Despite the reported progress, Abbas has said he hopes to tie unity efforts to a broader deal that would see Israel release Palestinian prisoners, including several jailed Hamas Cabinet ministers and lawmakers, in return for the release of a captured Israeli soldier. Slow progress on such a deal could delay the creation of the new government.

"How can we go to parliament to vote on a new government while the parliamentarians are still in jail," said Mustafa Barghouti, a lawmaker, who is acting as a go-between in unity government formation.

Israeli officials say there will be no prisoner release until the soldier, Cpl. Gilad Shalit, comes home.

Israel has been conducting an offensive in the Gaza Strip since Shalit was kidnapped in a cross-border raid June 25.

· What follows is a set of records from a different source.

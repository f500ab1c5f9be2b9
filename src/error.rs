//! Error types for Sessionkeep

use thiserror::Error;

/// Errors surfaced by session store operations.
///
/// A destroyed, evicted, or never-issued identifier all produce the same
/// `InvalidSession`; callers cannot and should not tell them apart.
#[derive(Error, Debug, Clone, PartialEq, Eq)]
pub enum SessionError {
    /// Identifier not present in the store, or key not present in its value bag
    #[error("invalid session ID")]
    InvalidSession,
}

/// Core error type
#[derive(Error, Debug)]
pub enum CoreError {
    /// Session store error
    #[error("Session error: {0}")]
    Session(#[from] SessionError),

    /// IO error
    #[error("IO error: {0}")]
    Io(#[from] std::io::Error),

    /// Configuration error
    #[error("Configuration error: {0}")]
    Config(String),

    /// API error
    #[error("API error: {0}")]
    Api(String),

    /// TOML parsing error
    #[error("TOML parse error: {0}")]
    TomlParse(#[from] toml::de::Error),
}

/// Result type alias for Core operations
pub type Result<T> = std::result::Result<T, CoreError>;
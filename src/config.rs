//! Configuration management for Sessionkeep
//!
//! Loads settings from TOML file at ~/.sessionkeep/config.toml

use crate::error::{CoreError, Result};
use serde::{Deserialize, Serialize};
use std::net::SocketAddr;
use std::path::{Path, PathBuf};
use std::time::Duration;

/// Main configuration structure
#[derive(Debug, Clone, Default, Serialize, Deserialize)]
pub struct Config {
    /// Server configuration
    #[serde(default)]
    pub server: ServerConfig,

    /// Session store configuration
    #[serde(default)]
    pub session: SessionConfig,
}

/// HTTP server configuration
#[derive(Debug, Clone, Serialize, Deserialize)]
pub struct ServerConfig {
    /// Server port (default: 19480)
    #[serde(default = "default_port")]
    pub port: u16,

    /// Server host (default: 127.0.0.1 - localhost only)
    #[serde(default = "default_host")]
    pub host: String,
}

fn default_port() -> u16 {
    19480
}

fn default_host() -> String {
    "127.0.0.1".to_string()
}

impl Default for ServerConfig {
    fn default() -> Self {
        ServerConfig {
            port: default_port(),
            host: default_host(),
        }
    }
}

/// Session store configuration. Fixed once the store is constructed.
#[derive(Debug, Clone, Serialize, Deserialize)]
pub struct SessionConfig {
    /// Name of the cookie carrying the session identifier
    #[serde(default = "default_cookie_name")]
    pub cookie_name: String,

    /// Seconds of inactivity before a session is eligible for eviction
    #[serde(default = "default_max_lifetime")]
    pub max_lifetime_secs: u64,

    /// Seconds between sweep passes. Unset means "same as max_lifetime_secs",
    /// so shorter lifetimes sweep more often.
    #[serde(default)]
    pub sweep_interval_secs: Option<u64>,
}

fn default_cookie_name() -> String {
    "sessionkeep_id".to_string()
}

fn default_max_lifetime() -> u64 {
    1800
}

impl Default for SessionConfig {
    fn default() -> Self {
        SessionConfig {
            cookie_name: default_cookie_name(),
            max_lifetime_secs: default_max_lifetime(),
            sweep_interval_secs: None,
        }
    }
}

impl SessionConfig {
    /// Build a session config with the given cookie name and lifetime
    pub fn new(cookie_name: impl Into<String>, max_lifetime_secs: u64) -> Self {
        SessionConfig {
            cookie_name: cookie_name.into(),
            max_lifetime_secs,
            sweep_interval_secs: None,
        }
    }

    /// Allowed inactivity before eviction, never less than one second
    pub fn max_lifetime(&self) -> Duration {
        Duration::from_secs(self.max_lifetime_secs.max(1))
    }

    /// Delay between the end of one sweep pass and the start of the next,
    /// never less than one second
    pub fn sweep_interval(&self) -> Duration {
        Duration::from_secs(
            self.sweep_interval_secs
                .unwrap_or(self.max_lifetime_secs)
                .max(1),
        )
    }

    /// Reject values the store and cookie adapter cannot work with
    pub fn validate(&self) -> Result<()> {
        if self.cookie_name.is_empty() {
            return Err(CoreError::Config("session.cookie_name must not be empty".into()));
        }
        if !self.cookie_name.bytes().all(is_cookie_token_byte) {
            return Err(CoreError::Config(format!(
                "session.cookie_name contains characters not allowed in a cookie name: {:?}",
                self.cookie_name
            )));
        }
        if self.max_lifetime_secs == 0 {
            return Err(CoreError::Config(
                "session.max_lifetime_secs must be at least 1".into(),
            ));
        }
        if self.sweep_interval_secs == Some(0) {
            return Err(CoreError::Config(
                "session.sweep_interval_secs must be at least 1".into(),
            ));
        }
        Ok(())
    }
}

/// RFC 6265 token characters: visible ASCII minus separators
fn is_cookie_token_byte(b: u8) -> bool {
    b.is_ascii_graphic() && !b"()<>@,;:\\\"/[]?={}".contains(&b)
}

impl Config {
    /// Load configuration from a TOML file
    pub fn from_file<P: AsRef<Path>>(path: P) -> Result<Self> {
        let expanded_path = expand_path(path.as_ref());

        if !expanded_path.exists() {
            return Err(CoreError::Config(format!(
                "Configuration file not found: {}",
                expanded_path.display()
            )));
        }

        let content = std::fs::read_to_string(&expanded_path)?;
        let config: Config = toml::from_str(&content)?;

        Ok(config)
    }

    /// Get the default configuration file path
    pub fn default_path() -> PathBuf {
        dirs::home_dir()
            .map(|p| p.join(".sessionkeep").join("config.toml"))
            .unwrap_or_else(|| PathBuf::from(".sessionkeep/config.toml"))
    }

    /// Get the server socket address
    pub fn server_addr(&self) -> SocketAddr {
        use std::net::ToSocketAddrs;

        format!("{}:{}", self.server.host, self.server.port)
            .to_socket_addrs()
            .ok()
            .and_then(|mut addrs| addrs.next())
            .unwrap_or_else(|| SocketAddr::from(([127, 0, 0, 1], self.server.port)))
    }

    /// Validate the whole configuration
    pub fn validate(&self) -> Result<()> {
        self.session.validate()
    }

    /// Apply environment variable overrides
    pub fn apply_env_overrides(&mut self) {
        if let Ok(host) = std::env::var("SESSIONKEEP_SERVER_HOST") {
            self.server.host = host;
        }
        if let Ok(port) = std::env::var("SESSIONKEEP_SERVER_PORT") {
            match port.parse() {
                Ok(port) => self.server.port = port,
                Err(_) => tracing::warn!("Ignoring invalid SESSIONKEEP_SERVER_PORT={}", port),
            }
        }
        if let Ok(name) = std::env::var("SESSIONKEEP_COOKIE_NAME") {
            self.session.cookie_name = name;
        }
        if let Ok(secs) = std::env::var("SESSIONKEEP_MAX_LIFETIME_SECS") {
            match secs.parse() {
                Ok(secs) => self.session.max_lifetime_secs = secs,
                Err(_) => {
                    tracing::warn!("Ignoring invalid SESSIONKEEP_MAX_LIFETIME_SECS={}", secs)
                }
            }
        }
    }

    /// Create a default configuration file at the given path
    pub fn create_default<P: AsRef<Path>>(path: P) -> Result<()> {
        let content = r#"# Sessionkeep Configuration

[server]
# Port to listen on (default: 19480)
port = 19480

# Host to bind to
# "127.0.0.1" = localhost only (recommended)
host = "127.0.0.1"

[session]
# Cookie carrying the session identifier
cookie_name = "sessionkeep_id"

# Seconds of inactivity before a session is evicted (>= 1)
max_lifetime_secs = 1800

# Seconds between sweep passes (defaults to max_lifetime_secs)
# sweep_interval_secs = 60
"#;

        let path = path.as_ref();
        if let Some(parent) = path.parent() {
            std::fs::create_dir_all(parent)?;
        }
        std::fs::write(path, content)?;

        Ok(())
    }
}

/// Expand ~ to home directory in paths
pub fn expand_path(path: &Path) -> PathBuf {
    if let Ok(rest) = path.strip_prefix("~") {
        if let Some(home) = dirs::home_dir() {
            return home.join(rest);
        }
    }
    path.to_path_buf()
}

Late Friday, Israeli aircraft attacked three targets in Gaza, destroying the home of a Hamas militant and an Islamic charity affiliated with Hamas. There were no reports of casualties but there was heavy damage to the charity building, which housed a mosque, library and health clinic. The army said it had targeted Hamas offices and meeting places.

Israeli troops clashed Friday with a group of 200 rioters in the West Bank, killing three people and wounding more than 30 others, two critically, according to Israeli and Palestinian officials. The violence erupted after Israeli troops entered the town of Qalqilya to arrest a wanted militant.